19 de jul. de 2026

Ministério Público pede indisponibilidade de bens do prefeito Felipe Ribeiro por nomeações irregulares


Ministério Público do Estado do Piauí (MPPI) ajuizou uma ação civil pública por ato de improbidade administrativa contra o prefeito de Cajueiro da Praia, Felipe Ribeiro (PT), acusado de promover e manter nomeações ilegais para cargos de direção, coordenação e supervisão na rede municipal de ensino. Na ação, o promotor Yan Walter Cavalcante a indisponibilidade de bens do gestor até o valor de R$ 75.513, correspondente ao prejuízo inicialmente apurado aos cofres públicos.

Segundo o MPPI, a investigação identificou que pessoas sem vínculo efetivo com o magistério municipal foram nomeadas para cargos que somente podem ser ocupados por professores efetivos. A apuração teve início após representação apresentada pelo Sindicato dos Funcionários Públicos Municipais de Cajueiro da Praia e resultou na instauração de um inquérito civil.

Conforme a ação, foram identificadas nomeações de quatro pessoas para funções de coordenação e supervisão escolar entre 2021 e 2022, apesar de nenhuma delas possuir vínculo efetivo com o magistério municipal, requisito previsto na legislação local.

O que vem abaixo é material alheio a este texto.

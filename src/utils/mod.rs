pub mod builder_toml;
pub mod config;
pub mod logger;
pub mod stopwatch;

pub use config::*;
pub use logger::setup_logging;
pub use stopwatch::Stopwatch;
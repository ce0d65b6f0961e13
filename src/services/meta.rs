use anyhow::{Context, Result};
use std::fs;
use std::path::Path;

use super::MetadataWriter;
use crate::utils::config::PackagePaths;

/// Writes `format` and `<pkg>-version` into the version's output directory.
#[derive(Clone, Copy, Debug, Default)]
pub struct FsMetadataWriter;

impl MetadataWriter for FsMetadataWriter {
    fn write_meta_files(&self, version_dir: &Path, format: u32, tool_version: &str) -> Result<()> {
        fs::create_dir_all(version_dir)
            .with_context(|| format!("create {}", version_dir.display()))?;
        let files = [
            ("format".to_string(), format.to_string()),
            (PackagePaths::get().version_filename().to_string(), tool_version.to_string()),
        ];
        for (name, contents) in files {
            let path = version_dir.join(name);
            fs::write(&path, contents).with_context(|| format!("write {}", path.display()))?;
        }
        Ok(())
    }
}
//! Mixbuild: builds the update content a content server publishes for one OS version.
//!
//! Manifests are materialized by an external service, then signed, archived and
//! fanned out through bounded worker pools; fullfiles and zero packs follow.

pub mod engine;
pub mod pipeline;
pub mod services;
pub mod types;
pub mod utils;

/// Re-export types for API
pub use types::*;

pub use pipeline::{BuildContext, build_update_content, run_pool};
pub use services::Services;

/// Result alias used by the public mixbuild API
pub use anyhow::Error;
pub type Result<T> = std::result::Result<T, Error>;
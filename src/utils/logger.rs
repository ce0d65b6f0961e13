use colored::Colorize;
use env_logger::Builder;
use log::{Level, LevelFilter};
use std::io::Write;

/// Install the logger: dependencies at warn, this crate at info (debug with `verbose`).
/// `RUST_LOG` still applies. A second call is a no-op.
pub fn setup_logging(verbose: bool) {
    let level = if verbose {
        LevelFilter::Debug
    } else {
        LevelFilter::Info
    };

    let _ = Builder::from_default_env()
        .filter_level(LevelFilter::Warn)
        .filter_module(env!("CARGO_PKG_NAME"), level)
        .format(|buf, record| {
            let name = env!("CARGO_PKG_NAME").cyan();
            let msg = record.args().to_string();
            let line = match record.level() {
                Level::Error => format!("[{} {}] {}", name, "ERROR".red(), msg),
                Level::Warn => format!("[{} {}] {}", name, "WARN".yellow(), msg),
                // Stage banners from the stopwatch.
                Level::Info if msg.starts_with("=>") => format!("[{}] {}", name, msg.bold()),
                Level::Info => format!("[{}] {}", name, msg),
                _ => format!(
                    "[{} {}] {}",
                    name,
                    record.target().dimmed(),
                    msg.dimmed()
                ),
            };
            writeln!(buf, "{}", line)
        })
        .try_init();
}
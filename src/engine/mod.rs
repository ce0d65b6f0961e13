//! Engine: archiving, compression filter, signing, path helpers and the CLI.

pub mod archive;
pub mod arg_parser;
pub mod cli;
pub mod compress;
pub mod signing;
pub mod tools;

pub use archive::Archiver;
pub use arg_parser::{BuildArgs, Cli, Commands};
pub use cli::handle_run;
pub use compress::Compressor;
pub use signing::Signer;
pub use tools::{manifest_path, pack_file_name, pack_path, version_dir, with_suffix, www_dir};
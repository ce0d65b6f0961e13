//! Path helpers. Every artifact path is a pure function of state dir, version and bundle name.

use std::path::{Path, PathBuf};

/// `<state_dir>/www`
pub fn www_dir(state_dir: &Path) -> PathBuf {
    state_dir.join("www")
}

/// `<www>/<version>`
pub fn version_dir(www: &Path, version: u32) -> PathBuf {
    www.join(version.to_string())
}

/// `<www>/<version>/Manifest.<name>` (`MoM`, `full`, or a bundle name).
pub fn manifest_path(www: &Path, version: u32, name: &str) -> PathBuf {
    version_dir(www, version).join(format!("Manifest.{name}"))
}

/// Append a suffix to the full file name (`Manifest.MoM` → `Manifest.MoM.sig`).
pub fn with_suffix(path: &Path, suffix: &str) -> PathBuf {
    let mut s = path.as_os_str().to_owned();
    s.push(suffix);
    PathBuf::from(s)
}

/// File name of the pack taking `bundle` from version `from` to the version it is stored under.
pub fn pack_file_name(bundle: &str, from: u32) -> String {
    format!("pack-{bundle}-from-{from}.tar")
}

/// Canonical location of a pack: `<www>/<version>/pack-<bundle>-from-<from>.tar`.
pub fn pack_path(www: &Path, version: u32, bundle: &str, from: u32) -> PathBuf {
    version_dir(www, version).join(pack_file_name(bundle, from))
}
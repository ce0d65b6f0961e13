//! Compressed tar archives of manifest files.
//!
//! Sources are bundled uncompressed with the `tar` crate, piped through an external
//! compressor, and the whole result is held in memory before being written to the
//! destination in one call. No temp file or rename: a crash mid-write can leave a
//! truncated destination, which the next run overwrites.

use anyhow::{Context, Result, bail};
use std::fs;
use std::io::{self, Write};
use std::path::Path;

use crate::engine::compress::{Compressor, ExternalWriter};

/// Mode of archives written to the content tree.
pub const ARCHIVE_MODE: u32 = 0o644;

/// Builds compressed archives with one compressor configuration.
#[derive(Clone, Debug, Default, PartialEq, Eq)]
pub struct Archiver {
    pub compressor: Compressor,
}

impl Archiver {
    pub fn new(compressor: Compressor) -> Self {
        Self { compressor }
    }

    /// Archive `srcs` (regular files only, in order, stored by file name) into `dst`.
    pub fn create<P: AsRef<Path>>(&self, dst: &Path, srcs: &[P]) -> Result<()> {
        self.create_inner(dst, srcs)
            .with_context(|| format!("couldn't create compressed archive {}", dst.display()))
    }

    fn create_inner<P: AsRef<Path>>(&self, dst: &Path, srcs: &[P]) -> Result<()> {
        let mut xw = self.compressor.spawn()?;
        if let Err(e) = archive_files(&mut xw, srcs) {
            // A closed stdin means the compressor exited early; its own error says why.
            if is_broken_pipe(&e) {
                xw.finish()?;
            } else {
                xw.abort();
            }
            return Err(e);
        }
        let compressed = xw.finish()?;
        write_archive(dst, &compressed)
    }
}

fn is_broken_pipe(e: &anyhow::Error) -> bool {
    e.chain()
        .filter_map(|c| c.downcast_ref::<io::Error>())
        .any(|io| io.kind() == io::ErrorKind::BrokenPipe)
}

/// Write a tar stream of `srcs` into `w`. Each entry keeps the source's size and mode.
fn archive_files<P: AsRef<Path>>(w: &mut ExternalWriter, srcs: &[P]) -> Result<()> {
    let mut builder = tar::Builder::new(w);
    for src in srcs {
        let src = src.as_ref();
        let meta = fs::symlink_metadata(src).with_context(|| format!("stat {}", src.display()))?;
        if !meta.file_type().is_file() {
            bail!("{} has unsupported type of file", src.display());
        }
        let name = src
            .file_name()
            .with_context(|| format!("{} has no file name", src.display()))?;
        let data = fs::read(src).with_context(|| format!("read {}", src.display()))?;

        let mut header = tar::Header::new_gnu();
        header.set_metadata(&meta);
        header.set_size(data.len() as u64);
        builder
            .append_data(&mut header, name, data.as_slice())
            .with_context(|| format!("add {} to archive", src.display()))?;
    }
    builder.into_inner().context("finish tar stream")?.flush()?;
    Ok(())
}

#[cfg(unix)]
fn write_archive(dst: &Path, bytes: &[u8]) -> Result<()> {
    use std::os::unix::fs::OpenOptionsExt;
    let mut f = fs::OpenOptions::new()
        .write(true)
        .create(true)
        .truncate(true)
        .mode(ARCHIVE_MODE)
        .open(dst)?;
    f.write_all(bytes)?;
    Ok(())
}

#[cfg(not(unix))]
fn write_archive(dst: &Path, bytes: &[u8]) -> Result<()> {
    fs::write(dst, bytes)?;
    Ok(())
}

O representante ministerial sustenta que um parecer técnico do Centro de Apoio Operacional de Combate à Corrupção (CACOP) concluiu pela incompatibilidade jurídica das nomeações. O órgão também destaca que o caso também foi analisado pelo Tribunal de Contas do Estado (TCE-PI).

Manifestação

Em manifestação assinada no dia 30 de junho, o promotor Yan Walter apresentou réplica à contestação do prefeito Felipe Ribeiro e reiterou todos os pedidos na petição inicial:

- Suspensão das nomeações consideradas ilegais;

- Afastamento dos ocupantes dos cargos que não atendem aos requisitos legais;

- Proibição de novas nomeações em desacordo com a legislação municipal;

- Indisponibilidade dos bens do prefeito até o limite do prejuízo apurado, acrescido de correção monetária e encargos legais, para garantir eventual ressarcimento ao erário.

Com base em dados do Portal da Transparência, registros funcionais e contracheques, o Ministério Público identificou o pagamento de R$ 75.513 a servidores nomeados irregularmente.

Outro lado

O prefeito Felipe Ribeiro não foi localizado pelo GP1.